Thread overview
Dev.to daily challenge Duplicate Encoder
Jun 24, 2020
Jesse Phillips
Jun 24, 2020
CraigDillabaugh
Jun 24, 2020
CraigDillabaugh
Jun 24, 2020
Vladimir Panteleev
Jun 25, 2020
Jesse Phillips
Jun 25, 2020
Jesse Phillips
Jun 25, 2020
Jesse Phillips
June 24, 2020
The Dev.to community does a Daily Challenge[1]. I didn't really set out to solve the  problem and instead took the top implementations done in different languages and implemented them in D[2].

I need to emphasize I reference languages but this is not performance of those languages all data is from D. Also I did not play too much with optimizations on the compiler (using LDC) but feel free to recommend a change.

I find the changes to Haskell's performance to be interesting as it went from very unreasonable to competing with Go (Ranges vs foreach)
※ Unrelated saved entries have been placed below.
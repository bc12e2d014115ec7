//! End-to-end proximity search over a [`PlaceProvider`].

use std::collections::BTreeSet;

use log::debug;
use thiserror::Error;

use crate::{
    Candidate, Category, CategoryFailure, FanOutOptions, GeocodeError, Geocoder, Meters,
    NearbyPlace, PlaceProvider, RankedMatches, SearchQuery, SearchQueryError, dedupe_and_sort,
    fanout::query_candidates, filter_by_category, measure, project, within_radius,
};

/// Places found by a search, plus the categories whose provider call failed.
///
/// A non-empty `failures` list means `places` may be incomplete.
#[derive(Debug, Clone, PartialEq, Default)]
pub struct SearchOutcome {
    /// Nearest places first, truncated to the requested limit.
    pub places: Vec<NearbyPlace>,
    /// Categories that contributed nothing because their call failed.
    pub failures: Vec<CategoryFailure>,
}

/// Errors that abort a search outright.
///
/// Provider failures are not among them; they are reported per category in
/// [`SearchOutcome::failures`].
#[derive(Debug, Clone, PartialEq, Error)]
pub enum SearchError {
    /// The address could not be resolved to an origin.
    #[error(transparent)]
    Geocode(#[from] GeocodeError),
    /// The query parameters were rejected.
    #[error(transparent)]
    Query(#[from] SearchQueryError),
}

/// Rank fetched candidates against `query`.
///
/// Applies the category filter, distance annotation, radius selection and
/// deduplication in that order. Pure; no provider is involved.
#[must_use]
pub fn match_candidates<I>(query: &SearchQuery, candidates: I) -> RankedMatches
where
    I: IntoIterator<Item = Candidate>,
{
    let selected = filter_by_category(candidates, query.categories());
    let measured = measure(&query.origin(), selected);
    dedupe_and_sort(within_radius(measured, query.radius()))
}

/// Finds amenities near an origin using an injected provider.
///
/// # Examples
/// ```
/// use std::collections::BTreeSet;
/// use proximity_core::{Category, GeoPoint, MemoryPlaceProvider, Meters, ProximityMatcher, SearchQuery};
///
/// # #[tokio::main(flavor = "current_thread")]
/// # async fn main() -> Result<(), Box<dyn std::error::Error>> {
/// let matcher = ProximityMatcher::new(MemoryPlaceProvider::default());
/// let query = SearchQuery::new(
///     GeoPoint::new(1.3, 103.8)?,
///     BTreeSet::from([Category::School]),
///     Meters::new(1000.0),
/// )?;
/// let outcome = matcher.find_nearby(&query, Some(10)).await;
/// assert!(outcome.places.is_empty());
/// assert!(outcome.failures.is_empty());
/// # Ok(())
/// # }
/// ```
#[derive(Debug, Clone)]
pub struct ProximityMatcher<P> {
    provider: P,
    options: FanOutOptions,
}

impl<P> ProximityMatcher<P>
where
    P: PlaceProvider,
{
    /// Create a matcher with default fan-out options.
    pub fn new(provider: P) -> Self {
        Self {
            provider,
            options: FanOutOptions::default(),
        }
    }

    /// Replace the fan-out options.
    #[must_use]
    pub fn with_options(mut self, options: FanOutOptions) -> Self {
        self.options = options;
        self
    }

    /// Provider used for nearby searches.
    pub fn provider(&self) -> &P {
        &self.provider
    }

    /// Current fan-out options.
    pub fn options(&self) -> &FanOutOptions {
        &self.options
    }

    /// Search around `query.origin()`, returning at most `limit` places.
    ///
    /// Never fails: categories whose provider call fails are listed in
    /// [`SearchOutcome::failures`] and contribute no places.
    pub async fn find_nearby(&self, query: &SearchQuery, limit: Option<usize>) -> SearchOutcome {
        let batch = query_candidates(&self.provider, query, &self.options).await;
        let failures: Vec<_> = batch.failures().collect();
        let fetched = batch.candidates.len();
        let ranked = match_candidates(query, batch.candidates);
        debug!(
            "{fetched} candidates fetched, {} within {} of the origin",
            ranked.len(),
            query.radius()
        );
        SearchOutcome {
            places: project(ranked, limit),
            failures,
        }
    }

    /// Geocode `address` and search around the resulting point.
    ///
    /// # Errors
    ///
    /// Returns [`SearchError::Geocode`] when the address cannot be resolved
    /// and [`SearchError::Query`] when `radius` is not a positive distance.
    pub async fn find_nearby_address<G>(
        &self,
        geocoder: &G,
        address: &str,
        categories: BTreeSet<Category>,
        radius: Meters,
        limit: Option<usize>,
    ) -> Result<SearchOutcome, SearchError>
    where
        G: Geocoder + ?Sized,
    {
        let origin = geocoder.geocode(address).await?;
        debug!("geocoded {address:?} to {origin}");
        let query = SearchQuery::new(origin, categories, radius)?;
        Ok(self.find_nearby(&query, limit).await)
    }
}

#[cfg(test)]
mod tests {
    use super::*;
    use rstest::{fixture, rstest};

    use crate::test_support::{StubGeocoder, StubPlaceProvider, north_of, raw_place};
    use crate::{GeoPoint, ProviderError};

    #[fixture]
    fn origin() -> GeoPoint {
        GeoPoint::new(1.3, 103.8).expect("valid origin")
    }

    fn at(origin: &GeoPoint, id: &str, category: Category, metres: f64) -> crate::RawPlace {
        let (lat, lon) = north_of(origin, metres);
        raw_place(id, category, lat, lon)
    }

    #[rstest]
    #[tokio::test]
    async fn ranks_and_limits(origin: GeoPoint) {
        let provider = StubPlaceProvider::new().with_places(
            Category::Cafe,
            vec![
                at(&origin, "far", Category::Cafe, 800.0),
                at(&origin, "near", Category::Cafe, 100.0),
                at(&origin, "mid", Category::Cafe, 400.0),
                at(&origin, "out", Category::Cafe, 5000.0),
            ],
        );
        let matcher = ProximityMatcher::new(provider);
        let query = SearchQuery::new(origin, BTreeSet::from([Category::Cafe]), Meters::new(1000.0))
            .expect("valid query");

        let outcome = matcher.find_nearby(&query, Some(2)).await;
        let ids: Vec<_> = outcome.places.iter().map(|p| p.id.as_str()).collect();
        assert_eq!(ids, vec!["near", "mid"]);
        assert!(outcome.failures.is_empty());
    }

    #[rstest]
    #[tokio::test]
    async fn reports_failed_categories(origin: GeoPoint) {
        let provider = StubPlaceProvider::new()
            .with_places(Category::School, vec![at(&origin, "s", Category::School, 300.0)])
            .with_error(
                Category::Hospital,
                ProviderError::Unavailable {
                    message: "down".into(),
                },
            );
        let matcher = ProximityMatcher::new(provider);
        let query = SearchQuery::new(
            origin,
            BTreeSet::from([Category::School, Category::Hospital]),
            Meters::new(1000.0),
        )
        .expect("valid query");

        let outcome = matcher.find_nearby(&query, None).await;
        assert_eq!(outcome.places.len(), 1);
        assert_eq!(outcome.failures.len(), 1);
        assert_eq!(outcome.failures[0].category, Category::Hospital);
    }

    #[rstest]
    #[tokio::test]
    async fn address_search_uses_geocoded_origin(origin: GeoPoint) {
        let provider = StubPlaceProvider::new()
            .with_places(Category::Park, vec![at(&origin, "p", Category::Park, 250.0)]);
        let geocoder = StubGeocoder::default().with_address("1 Orchard Road", origin);
        let matcher = ProximityMatcher::new(provider);

        let outcome = matcher
            .find_nearby_address(
                &geocoder,
                "1 Orchard Road",
                BTreeSet::from([Category::Park]),
                Meters::new(1000.0),
                None,
            )
            .await
            .expect("address resolves");
        assert_eq!(outcome.places[0].distance_label, "250 m");
    }

    #[rstest]
    #[case("", SearchError::Geocode(GeocodeError::EmptyAddress))]
    #[case(
        "Nowhere",
        SearchError::Geocode(GeocodeError::NotFound { address: "Nowhere".into() })
    )]
    #[tokio::test]
    async fn geocode_failures_abort(#[case] address: &str, #[case] expected: SearchError) {
        let provider = StubPlaceProvider::new();
        let matcher = ProximityMatcher::new(provider);
        let err = matcher
            .find_nearby_address(
                &StubGeocoder::default(),
                address,
                BTreeSet::from([Category::Park]),
                Meters::new(1000.0),
                None,
            )
            .await
            .expect_err("geocoding should fail");
        assert_eq!(err, expected);
        assert_eq!(matcher.provider().calls(), 0);
    }

    #[rstest]
    #[tokio::test]
    async fn invalid_radius_aborts(origin: GeoPoint) {
        let geocoder = StubGeocoder::default().with_address("home", origin);
        let matcher = ProximityMatcher::new(StubPlaceProvider::new());
        let err = matcher
            .find_nearby_address(&geocoder, "home", BTreeSet::new(), Meters::ZERO, None)
            .await
            .expect_err("zero radius is rejected");
        assert!(matches!(err, SearchError::Query(_)));
    }
}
This was just a fun little experiment.

1. https://dev.to/thepracticaldev/daily-challenge-259-duplicate-encoder-2e8l
2. https://github.com/JesseKPhillips/devto-challenge259-dupencoder
June 24, 2020
On Wednesday, 24 June 2020 at 17:21:34 UTC, Jesse Phillips wrote:
> The Dev.to community does a Daily Challenge[1]. I didn't really set out to solve the  problem and instead took the top implementations done in different languages and implemented them in D[2].
>
> I need to emphasize I reference languages but this is not performance of those languages all data is from D. Also I did not play too much with optimizations on the compiler (using LDC) but feel free to recommend a change.
>
> I find the changes to Haskell's performance to be interesting as it went from very unreasonable to competing with Go (Ranges vs foreach)
>
> This was just a fun little experiment.
>
> 1. https://dev.to/thepracticaldev/daily-challenge-259-duplicate-encoder-2e8l
> 2. https://github.com/JesseKPhillips/devto-challenge259-dupencoder

Neat. It would be nice if the axes in your images were labeled. It is not immediately clear what the numbers mean.

June 24, 2020
On Wednesday, 24 June 2020 at 17:21:34 UTC, Jesse Phillips wrote:
> The Dev.to community does a Daily Challenge[1]. I didn't really set out to solve the  problem and instead took the top implementations done in different languages and implemented them in D[2].
>
> I need to emphasize I reference languages but this is not performance of those languages all data is from D. Also I did not play too much with optimizations on the compiler (using LDC) but feel free to recommend a change.
>
> I find the changes to Haskell's performance to be interesting as it went from very unreasonable to competing with Go (Ranges vs foreach)
>
> This was just a fun little experiment.
>
> 1. https://dev.to/thepracticaldev/daily-challenge-259-duplicate-encoder-2e8l
> 2. https://github.com/JesseKPhillips/devto-challenge259-dupencoder

For your pointer based implementation you might be able to finish with a single for loop over the array (psuedocode).

for each char ch in str:
     if this is the first time you see ch, replace it with '(' and
         store a pointer to it.
     else if this is the second time replace it with ')' and
         follow your pointer back, replacing the first occurrence with ')'
     else replace it with ')'

Likely results in somewhat uglier code.
June 24, 2020
On Wednesday, 24 June 2020 at 17:21:34 UTC, Jesse Phillips wrote:
> 2. https://github.com/JesseKPhillips/devto-challenge259-dupencoder

In `duplicateEncode_go`, the code is inconsistent in whether it wants to process the string by code unit or code point. `occurences` [sic] is declared as `int[dchar]`, but later it uses a standard (`char`-wise) `foreach` loop, and the `std.ascii` variant of `toLower`.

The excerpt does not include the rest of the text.